Datum: 26.8.2008
A virus has helped to create a new type of tiny battery, made with a simple stamping technique, that could power miniature devices.
Electronic devices used for controlled drug delivery, or to power tiny lab-on-a-chipapplications, need to get their power from somewhere. But as conventional batteries are made smaller and smaller, they contain less and less of the materials that actually store charge, causing a decline in efficiency.
Using nanoscale components can boost a battery's capacity to store charge. Now, scientists at the Massachusetts Institute of Technology, Cambridge, have designed a quick method to build a microbattery that relies on a genetically-engineered virus called M13.
The scientists first made a template from polydimethylsiloxane (PDMS), a commonly used silicon-based organic polymer. After coating it with alternating layers of positive and negative electrolytes, they added the virus.
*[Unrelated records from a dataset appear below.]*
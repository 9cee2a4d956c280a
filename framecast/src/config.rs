//! Environment-derived runtime settings.
//!
//! All configuration comes from the process environment with sensible
//! defaults rooted under a single home directory; the embedding runtime
//! owns `.env` loading and persistence.

use std::env;
use std::path::PathBuf;
use std::time::Duration;

use asset_cache::HostToken;
use job_tracker::TrackerConfig;

use crate::error::HandlerError;
use crate::retry;

/// Runtime settings for the handler.
#[derive(Debug, Clone)]
pub struct Settings {
    /// Shared secret for the payload codec. Optional until crypto is
    /// actually required.
    pub secret: Option<String>,
    /// Bearer token for Hugging Face hosted weights.
    pub hf_token: String,
    /// Bearer token for Civitai hosted weights.
    pub civitai_token: String,
    /// Cache directory for LoRA weight files.
    pub lora_dir: PathBuf,
    /// Directory the backend writes generated outputs into.
    pub output_dir: PathBuf,
    /// Root directory for published results.
    pub upload_dir: PathBuf,
    /// Queue poll interval in milliseconds.
    pub poll_interval_ms: u64,
    /// Progress-throttle threshold in raw percentage points.
    pub update_threshold: u8,
    /// Retry attempts for transient I/O (image fetch, result upload).
    pub retry_attempts: u32,
    /// Fixed delay between retry attempts.
    pub retry_delay: Duration,
}

impl Settings {
    /// Build settings from the process environment.
    ///
    /// Creates the lora/output/upload directories if absent, so a fresh
    /// environment is usable without manual setup.
    pub fn from_env() -> Result<Self, HandlerError> {
        let home = env::var_os("FRAMECAST_HOME")
            .map(PathBuf::from)
            .or_else(|| dirs::cache_dir().map(|dir| dir.join("framecast")))
            .unwrap_or_else(|| PathBuf::from(".framecast"));

        let settings = Self {
            secret: env::var("FRAMECAST_SECRET").ok().filter(|s| !s.is_empty()),
            hf_token: env::var("HF_TOKEN").unwrap_or_default(),
            civitai_token: env::var("CIVITAI_API_TOKEN").unwrap_or_default(),
            lora_dir: dir_var("FRAMECAST_LORAS_DIR", || home.join("loras")),
            output_dir: dir_var("FRAMECAST_OUTPUT_DIR", || home.join("outputs")),
            upload_dir: dir_var("FRAMECAST_UPLOAD_DIR", || home.join("uploads")),
            poll_interval_ms: parse_var("FRAMECAST_POLL_INTERVAL_MS", 500)?,
            update_threshold: parse_var("FRAMECAST_PROGRESS_THRESHOLD", 5)?,
            retry_attempts: retry::DEFAULT_ATTEMPTS,
            retry_delay: retry::DEFAULT_DELAY,
        };
        settings.ensure_directories()?;
        Ok(settings)
    }

    /// Create the working directories if they do not exist yet.
    pub fn ensure_directories(&self) -> Result<(), HandlerError> {
        for dir in [&self.lora_dir, &self.output_dir, &self.upload_dir] {
            std::fs::create_dir_all(dir)?;
        }
        Ok(())
    }

    /// The shared secret, or a configuration error when crypto is required
    /// but no secret is set.
    pub fn require_secret(&self) -> Result<&str, HandlerError> {
        self.secret.as_deref().ok_or_else(|| {
            HandlerError::configuration(
                "payload secret not provided and FRAMECAST_SECRET is not set",
            )
        })
    }

    /// Static table of per-host bearer tokens for asset downloads.
    pub fn host_tokens(&self) -> Vec<HostToken> {
        vec![
            HostToken::new("huggingface.co", self.hf_token.clone()),
            HostToken::new("civitai.com", self.civitai_token.clone()),
        ]
    }

    /// Tracker tuning for a job spanning `total_segments` segments.
    pub fn tracker_config(&self, total_segments: u32) -> TrackerConfig {
        TrackerConfig {
            poll_interval_ms: self.poll_interval_ms,
            update_threshold: self.update_threshold,
            total_segments,
        }
    }
}

fn dir_var(name: &str, default: impl FnOnce() -> PathBuf) -> PathBuf {
    env::var_os(name).map(PathBuf::from).unwrap_or_else(default)
}

fn parse_var<T>(name: &str, default: T) -> Result<T, HandlerError>
where
    T: std::str::FromStr,
    T::Err: std::fmt::Display,
{
    match env::var(name) {
        Ok(raw) => raw
            .parse()
            .map_err(|e| HandlerError::configuration(format!("invalid {name} `{raw}`: {e}"))),
        Err(_) => Ok(default),
    }
}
The virus had been designed to have negatively charged amino acids at its surface, so that it stuck to the template, and an affinity for cobalt -a favoured material for batteries. Each virus is a semi-rigid fibre a few nanometres in diameter and about a micrometre long, which tends to pack tightly into a whorl that looks similar to a fingerprint.
The whole assembly was dipped into a solution of cobalt ions, which coated the viruses to create a very large surface area that could store charge. Stamping the template onto a platinum layer and peeling off the PDMS left behind an array of small dots of the prepared material, cobalt-side down, which formed the heart of an effective battery. The work is published in the Proceedings of the National Academy of Sciences.
"This is the first time anyone has ever stamped a battery device," says Paula Hammond, part of the MIT team.